Estoc sighed. “Is some bloody armor suddenly icky to you now?”
“It was worn by a griffon,” I huffed. The armored pad looked like the most disgusting piece of filth I’d ever seen.
“Oh, come on. Seriously? You’re gonna let your racism triumph now?” Estoc shoved the leather pad into my chest. “It’s minimal protection, but in the off chance that you’re hit by a stray bullet, the limbs that stick out the most will at least be protected. Just fucking put it on and stop whining.”

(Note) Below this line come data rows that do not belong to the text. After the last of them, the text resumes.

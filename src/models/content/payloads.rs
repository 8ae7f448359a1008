//! 海报元素与 AI 设置的 JSON 文档

use serde::{Deserialize, Serialize};
use serde_json::{Map, Value};

use crate::models::json::JsonDocument;

/// 元素在画布上的位置
#[derive(Debug, Clone, Default, PartialEq, Serialize, Deserialize)]
#[serde(default, rename_all = "camelCase")]
pub struct ElementPosition {
    pub x: f64,
    pub y: f64,
    pub width: f64,
    pub height: f64,
    pub rotation: f64,
}

impl JsonDocument for ElementPosition {
    const VERSION: u32 = 1;
    const NAME: &'static str = "ElementPosition";
}

/// 元素样式，未识别的属性原样保留
#[derive(Debug, Clone, Default, PartialEq, Serialize, Deserialize)]
#[serde(default, rename_all = "camelCase")]
pub struct ElementStyle {
    #[serde(skip_serializing_if = "Option::is_none")]
    pub font_size: Option<f64>,
    #[serde(skip_serializing_if = "Option::is_none")]
    pub font_weight: Option<String>,
    #[serde(skip_serializing_if = "Option::is_none")]
    pub color: Option<String>,
    #[serde(skip_serializing_if = "Option::is_none")]
    pub background_color: Option<String>,
    #[serde(skip_serializing_if = "Option::is_none")]
    pub text_align: Option<String>,
    #[serde(skip_serializing_if = "Option::is_none")]
    pub opacity: Option<f64>,
    #[serde(skip_serializing_if = "Option::is_none")]
    pub border_radius: Option<f64>,
    #[serde(flatten)]
    pub extra: Map<String, Value>,
}

impl JsonDocument for ElementStyle {
    const VERSION: u32 = 1;
    const NAME: &'static str = "ElementStyle";
}

/// 元素内容，按元素类型取用对应字段
#[derive(Debug, Clone, Default, PartialEq, Serialize, Deserialize)]
#[serde(default, rename_all = "camelCase")]
pub struct ElementContent {
    #[serde(skip_serializing_if = "Option::is_none")]
    pub text: Option<String>,
    #[serde(skip_serializing_if = "Option::is_none")]
    pub image_url: Option<String>,
    #[serde(skip_serializing_if = "Option::is_none")]
    pub qrcode_value: Option<String>,
    #[serde(skip_serializing_if = "Option::is_none")]
    pub shape: Option<String>,
}

impl JsonDocument for ElementContent {
    const VERSION: u32 = 1;
    const NAME: &'static str = "ElementContent";
}

/// 用户的 AI 偏好
#[derive(Debug, Clone, PartialEq, Serialize, Deserialize)]
#[serde(default, rename_all = "camelCase")]
pub struct AiSettings {
    pub preferred_model: String,
    pub temperature: f64,
    pub max_tokens: u32,
    pub enable_memory: bool,
    pub language: String,
    /// 允许查询的数据范围
    pub data_scopes: Vec<String>,
}

impl Default for AiSettings {
    fn default() -> Self {
        Self {
            preferred_model: "default".to_string(),
            temperature: 0.7,
            max_tokens: 2048,
            enable_memory: true,
            language: "zh-CN".to_string(),
            data_scopes: Vec::new(),
        }
    }
}

impl JsonDocument for AiSettings {
    const VERSION: u32 = 1;
    const NAME: &'static str = "AiSettings";
}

I looked down at the leather armor pad, taking in its greasy, inner padding and the crusty armor on the outside. Out of anyone it could have been, why’d it have to be the griffon slavers in particular? They’re a bunch of oily, feathered fuck sticks and there’s no way that putting that armor on is going to be healthy for my wounded leg.
Before Estoc had a chance to protest some more, however, I swiped the leather pad out of his hoof and clipped it onto my bad leg. The extra pressure made me whimper out in pain, but hey, I suppose it’s protected now. He continued to pull of each of the leather pads before giving them over to me, and I continued to begrudgingly strap them to my legs and shoulders. When it was all said and done, I looked at least a little more protected that relying on my skin to stop incoming bullets.
Bluebell refused any armor on the grounds that she still didn’t want to carry a gun with her, so Estoc took the leather pads off of the other griffon and put it on himself. Compared to him, the armor looked larger on me and the shoulder pads stuck out enough to make turning my head a little bit of a chore. It made pulling my assault right out a little more tricky, but after reaching back a few times to grab the barrel in my mouth I felt like I finally got the hang of it.
After we’d gotten all suited up in our new armor, we set out again to keep scouring the school for Bluebell’s supplies. Walking into the school’s commons left us with several different directions that we could go, allowing us to head down a hallway on the far side of the room that looked identical to the one we’d just come down or through some doors that were closed. Thankfully, the sign and map hanging side by side together next to the debris from the destroyed tower were still in decent condition. The school’s clinic was located past the double doors, and judging by the map it was just three doors down on the right.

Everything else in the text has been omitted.